There doesn't appear to be a worker container running in the list. From the compose file, the name should be zimfarm-worker-manager

elfkuzco avatar Nov 03 '25 20:11 elfkuzco

can you do docker logs -f zimfarm-worker-manager. My guess is that it died for some reason. Also, did you start the services with the zimfarm-worker docker profile. i.e docker compose -f docker-compose-dev.yml --profile zimfarm --profile zimfarm-worker up --pull always --build

elfkuzco avatar Nov 03 '25 20:11 elfkuzco

This is the command I used: docker compose -f docker-compose-dev.yml --profile zimfarm --profile zimfarm-worker up --pull always --build -d

Here are the logs:

tmoney@tmoney-linux:~/code/wp1/wp1-frontend$ docker logs zimfarm-worker-manager 
[2025-11-03 19:46:36,061: INFO] starting zimfarm worker-manager.
[2025-11-03 19:46:36,061: INFO] configuration:
	username=test_worker
	webapi_uris=['http://zimfarm-api:80/v2']
	workdir=/data
	worker_name=test_worker
	OFFLINERS=['mwoffliner', 'youtube', 'phet', 'gutenberg', 'sotoki', 'nautilus', 'ted', 'openedx', 'zimit', 'kolibri', 'wikihow', 'ifixit', 'freecodecamp', 'devdocs', 'mindtouch']
	PLATFORMS_TASKS={}
	poll_interval=10
	sleep_interval=5
	selfish=False
[2025-11-03 19:46:36,061: INFO] testing workdir at /data…
[2025-11-03 19:46:36,061: INFO] 	workdir is available and writable
[2025-11-03 19:46:36,061: INFO] testing private key at /etc/ssh/keys/zimfarm…
[2025-11-03 19:46:36,061: CRITICAL] 	private key is not a readable path

audiodude avatar Nov 03 '25 20:11 audiodude

Okay I think I know the problem. In the first step in the README, when I initially create the Docker graph, this path doesn't exist: ./docker/zimfarm/id_ed25519.

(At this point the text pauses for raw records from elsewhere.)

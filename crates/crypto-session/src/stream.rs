//! Chained streaming AEAD, one instance per direction
//!
//! Each frame is ChaCha20-Poly1305 under a per-stream key derived from the
//! seed key and the public header. The nonce carries the frame counter and the
//! associated data carries the previous frame's tag, so a frame only opens at
//! its exact position in the sequence.

use chacha20poly1305::{
    ChaCha20Poly1305, Nonce,
    aead::{Aead, KeyInit, Payload},
};
use hkdf::Hkdf;
use rand::RngCore;
use rand::rngs::OsRng;
use sha2::Sha256;
use zeroize::{Zeroize, ZeroizeOnDrop, Zeroizing};

use crate::{CryptoError, CryptoResult, KEY_SIZE, STREAM_HEADER_SIZE, TAG_SIZE};

const STREAM_INFO: &[u8] = b"streaming-remote stream v1";
const NONCE_SIZE: usize = 12;

/// Seed key for one direction of a session.
#[derive(Clone, Zeroize, ZeroizeOnDrop)]
pub struct StreamKey {
    bytes: [u8; KEY_SIZE],
}

impl StreamKey {
    /// Generate a random stream seed key
    pub fn generate() -> Self {
        let mut bytes = [0u8; KEY_SIZE];
        OsRng.fill_bytes(&mut bytes);
        Self { bytes }
    }

    pub fn from_bytes(bytes: [u8; KEY_SIZE]) -> Self {
        Self { bytes }
    }

    pub fn as_bytes(&self) -> &[u8; KEY_SIZE] {
        &self.bytes
    }
}

impl std::fmt::Debug for StreamKey {
    fn fmt(&self, f: &mut std::fmt::Formatter<'_>) -> std::fmt::Result {
        f.debug_struct("StreamKey")
            .field("bytes", &"[REDACTED]")
            .finish()
    }
}

/// Public value the peer needs to open a stream.
#[derive(Debug, Clone, Copy, PartialEq, Eq)]
pub struct StreamHeader(pub [u8; STREAM_HEADER_SIZE]);

impl StreamHeader {
    pub fn as_bytes(&self) -> &[u8; STREAM_HEADER_SIZE] {
        &self.0
    }
}

/// Chaining state shared by both halves
struct ChainState {
    cipher: ChaCha20Poly1305,
    /// Index of the next frame
    counter: u64,
    /// Tag of the previous frame, zeros before the first
    chain: [u8; TAG_SIZE],
}

impl ChainState {
    fn new(key: &StreamKey, header: &StreamHeader) -> CryptoResult<Self> {
        let hkdf = Hkdf::<Sha256>::new(Some(header.as_bytes()), key.as_bytes());
        let mut working_key = Zeroizing::new([0u8; KEY_SIZE]);
        hkdf.expand(STREAM_INFO, &mut working_key[..])
            .map_err(|e| CryptoError::KeyDerivation(format!("HKDF expand failed: {e}")))?;

        let cipher = ChaCha20Poly1305::new_from_slice(&working_key[..])
            .map_err(|e| CryptoError::KeyDerivation(e.to_string()))?;

        Ok(Self {
            cipher,
            counter: 0,
            chain: [0u8; TAG_SIZE],
        })
    }

    /// Nonce format: [4 zero bytes][8 bytes counter]
    fn nonce(&self) -> [u8; NONCE_SIZE] {
        let mut nonce = [0u8; NONCE_SIZE];
        nonce[4..12].copy_from_slice(&self.counter.to_le_bytes());
        nonce
    }

    fn advance(&mut self, frame: &[u8]) {
        self.chain.copy_from_slice(&frame[frame.len() - TAG_SIZE..]);
        self.counter += 1;
    }
}

impl Drop for ChainState {
    fn drop(&mut self) {
        self.chain.zeroize();
    }
}

/// Encrypting half of a stream.
pub struct EncryptStream {
    state: ChainState,
}

impl EncryptStream {
    /// Create an encrypting stream with a fresh random header.
    ///
    /// The header must reach the peer before any frame is usable.
    pub fn new(key: &StreamKey) -> CryptoResult<(Self, StreamHeader)> {
        let mut header = [0u8; STREAM_HEADER_SIZE];
        OsRng.fill_bytes(&mut header);
        let header = StreamHeader(header);

        let state = ChainState::new(key, &header)?;
        Ok((Self { state }, header))
    }

    /// Encrypt one frame and advance the chain.
    ///
    /// Returns: [ciphertext][16-byte auth tag]
    pub fn encrypt(&mut self, plaintext: &[u8]) -> CryptoResult<Vec<u8>> {
        if self.state.counter == u64::MAX {
            return Err(CryptoError::NonceOverflow);
        }

        let nonce = self.state.nonce();
        let frame = self
            .state
            .cipher
            .encrypt(
                Nonce::from_slice(&nonce),
                Payload {
                    msg: plaintext,
                    aad: &self.state.chain,
                },
            )
            .map_err(|e| CryptoError::Encryption(e.to_string()))?;

        self.state.advance(&frame);
        Ok(frame)
    }
}

/// Decrypting half of a stream.
///
/// The first failure poisons the stream; there is no resynchronization.
pub struct DecryptStream {
    state: ChainState,
    poisoned: bool,
}

impl DecryptStream {
    /// Open the peer's stream from its header and the shared seed key.
    pub fn new(header: &StreamHeader, key: &StreamKey) -> CryptoResult<Self> {
        Ok(Self {
            state: ChainState::new(key, header)?,
            poisoned: false,
        })
    }

    /// Verify and decrypt the next frame in sequence.
    pub fn decrypt(&mut self, frame: &[u8]) -> CryptoResult<Vec<u8>> {
        if self.poisoned {
            return Err(CryptoError::StreamPoisoned);
        }
        if self.state.counter == u64::MAX {
            self.poisoned = true;
            return Err(CryptoError::NonceOverflow);
        }
        if frame.len() < TAG_SIZE {
            self.poisoned = true;
            return Err(CryptoError::DecryptionFailed);
        }

        let nonce = self.state.nonce();
        let plaintext = self.state.cipher.decrypt(
            Nonce::from_slice(&nonce),
            Payload {
                msg: frame,
                aad: &self.state.chain,
            },
        );

        match plaintext {
            Ok(plaintext) => {
                self.state.advance(frame);
                Ok(plaintext)
            }
            Err(_) => {
                self.poisoned = true;
                Err(CryptoError::DecryptionFailed)
            }
        }
    }

    /// Number of frames accepted so far
    pub fn frames_received(&self) -> u64 {
        self.state.counter
    }

    pub fn is_poisoned(&self) -> bool {
        self.poisoned
    }
}

#[cfg(test)]
mod tests {
    use super::*;

    fn stream_pair() -> (EncryptStream, DecryptStream) {
        let key = StreamKey::generate();
        let (tx, header) = EncryptStream::new(&key).unwrap();
        let rx = DecryptStream::new(&header, &key).unwrap();
        (tx, rx)
    }

    #[test]
    fn test_in_order_frames() {
        let (mut tx, mut rx) = stream_pair();

        for i in 0..100 {
            let msg = format!("Message {}", i);
            let frame = tx.encrypt(msg.as_bytes()).unwrap();
            assert_eq!(frame.len(), msg.len() + TAG_SIZE);
            let plaintext = rx.decrypt(&frame).unwrap();
            assert_eq!(msg.as_bytes(), plaintext.as_slice());
        }

        assert_eq!(rx.frames_received(), 100);
    }

    #[test]
    fn test_empty_frame() {
        let (mut tx, mut rx) = stream_pair();
        let frame = tx.encrypt(b"").unwrap();
        assert!(rx.decrypt(&frame).unwrap().is_empty());
    }

    #[test]
    fn test_reordered_frames_fail() {
        let (mut tx, mut rx) = stream_pair();
        let first = tx.encrypt(b"first").unwrap();
        let second = tx.encrypt(b"second").unwrap();

        assert!(matches!(rx.decrypt(&second), Err(CryptoError::DecryptionFailed)));
        assert!(matches!(rx.decrypt(&first), Err(CryptoError::StreamPoisoned)));
    }

    #[test]
    fn test_duplicate_frame_fails() {
        let (mut tx, mut rx) = stream_pair();
        let frame = tx.encrypt(b"once").unwrap();

        rx.decrypt(&frame).unwrap();
        assert!(rx.decrypt(&frame).is_err());
        assert!(rx.is_poisoned());
    }

    #[test]
    fn test_dropped_frame_fails() {
        let (mut tx, mut rx) = stream_pair();
        let _lost = tx.encrypt(b"lost").unwrap();
        let next = tx.encrypt(b"next").unwrap();

        assert!(rx.decrypt(&next).is_err());
    }

    #[test]
    fn test_truncated_frame_fails() {
        let (mut tx, mut rx) = stream_pair();
        let frame = tx.encrypt(b"truncate me").unwrap();

        assert!(rx.decrypt(&frame[..frame.len() - 1]).is_err());
    }

    #[test]
    fn test_wrong_header_fails() {
        let key = StreamKey::generate();
        let (mut tx, _header) = EncryptStream::new(&key).unwrap();
        let (_, other_header) = EncryptStream::new(&key).unwrap();
        let mut rx = DecryptStream::new(&other_header, &key).unwrap();

        let frame = tx.encrypt(b"hello").unwrap();
        assert!(rx.decrypt(&frame).is_err());
    }

    #[test]
    fn test_wrong_key_fails() {
        let (mut tx, header) = EncryptStream::new(&StreamKey::generate()).unwrap();
        let mut rx = DecryptStream::new(&header, &StreamKey::generate()).unwrap();

        let frame = tx.encrypt(b"hello").unwrap();
        assert!(rx.decrypt(&frame).is_err());
    }

    #[test]
    fn test_headers_are_fresh() {
        let key = StreamKey::generate();
        let (_, a) = EncryptStream::new(&key).unwrap();
        let (_, b) = EncryptStream::new(&key).unwrap();
        assert_ne!(a, b);
    }
}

I've encountered this before, but at that point Docker creates that path as a directory. Then, when we run the create_worker script, it can't overwrite the directory with the private key.

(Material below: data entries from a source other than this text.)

//! Key confirmation MAC (HMAC-SHA-512/256)

use hmac::{Hmac, Mac};
use rand::RngCore;
use rand::rngs::OsRng;
use sha2::Sha512_256;
use zeroize::{Zeroize, ZeroizeOnDrop};

use crate::{CryptoError, CryptoResult, KEY_SIZE, MAC_SIZE};

type HmacSha512_256 = Hmac<Sha512_256>;

/// Single-use key proving the initiator opened the ServerHello box.
#[derive(Clone, Zeroize, ZeroizeOnDrop)]
pub struct AuthKey {
    bytes: [u8; KEY_SIZE],
}

impl AuthKey {
    /// Generate a random authentication key
    pub fn generate() -> Self {
        let mut bytes = [0u8; KEY_SIZE];
        OsRng.fill_bytes(&mut bytes);
        Self { bytes }
    }

    pub fn from_bytes(bytes: [u8; KEY_SIZE]) -> Self {
        Self { bytes }
    }

    pub fn as_bytes(&self) -> &[u8; KEY_SIZE] {
        &self.bytes
    }
}

impl std::fmt::Debug for AuthKey {
    fn fmt(&self, f: &mut std::fmt::Formatter<'_>) -> std::fmt::Result {
        f.debug_struct("AuthKey")
            .field("bytes", &"[REDACTED]")
            .finish()
    }
}

fn keyed(key: &AuthKey, message: &[u8]) -> CryptoResult<HmacSha512_256> {
    let mut mac = <HmacSha512_256 as Mac>::new_from_slice(key.as_bytes()).map_err(|_| {
        CryptoError::InvalidLength {
            what: "auth key",
            expected: KEY_SIZE,
            actual: key.as_bytes().len(),
        }
    })?;
    mac.update(message);
    Ok(mac)
}

/// Compute the confirmation tag over a public value.
pub fn authenticate(message: &[u8], key: &AuthKey) -> CryptoResult<[u8; MAC_SIZE]> {
    Ok(keyed(key, message)?.finalize().into_bytes().into())
}

/// Verify a confirmation tag in constant time.
pub fn verify(tag: &[u8], message: &[u8], key: &AuthKey) -> CryptoResult<()> {
    keyed(key, message)?
        .verify_slice(tag)
        .map_err(|_| CryptoError::DecryptionFailed)
}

audiodude avatar Nov 03 '25 20:11 audiodude

Yes. Oddly enough, it happened to me too. Would update the docs to prevent this from happening to anyone else.

elfkuzco avatar Nov 03 '25 20:11 elfkuzco

Just want to make sure. Is this line in the docker-compose file supposed to map a file to a file, or a directory to a directory?

volumes:
  - ./docker/zimfarm/id_ed25519:/etc/ssh/keys/zimfarm

If it's meant to map a file, we should simply do a touch docker/zimfarm/id_ed255519 before we start the first docker graph, so that it is initially mapped as an (empty) file that can then be overwritten. Also, I didn't even notice the line in the script that said "now copy the key blah blah". Can we just mv the key ourselves to that location within the script?

audiodude avatar Nov 03 '25 21:11 audiodude

It's supposed to map to a file. I will revise the shell script to mv the key to that path.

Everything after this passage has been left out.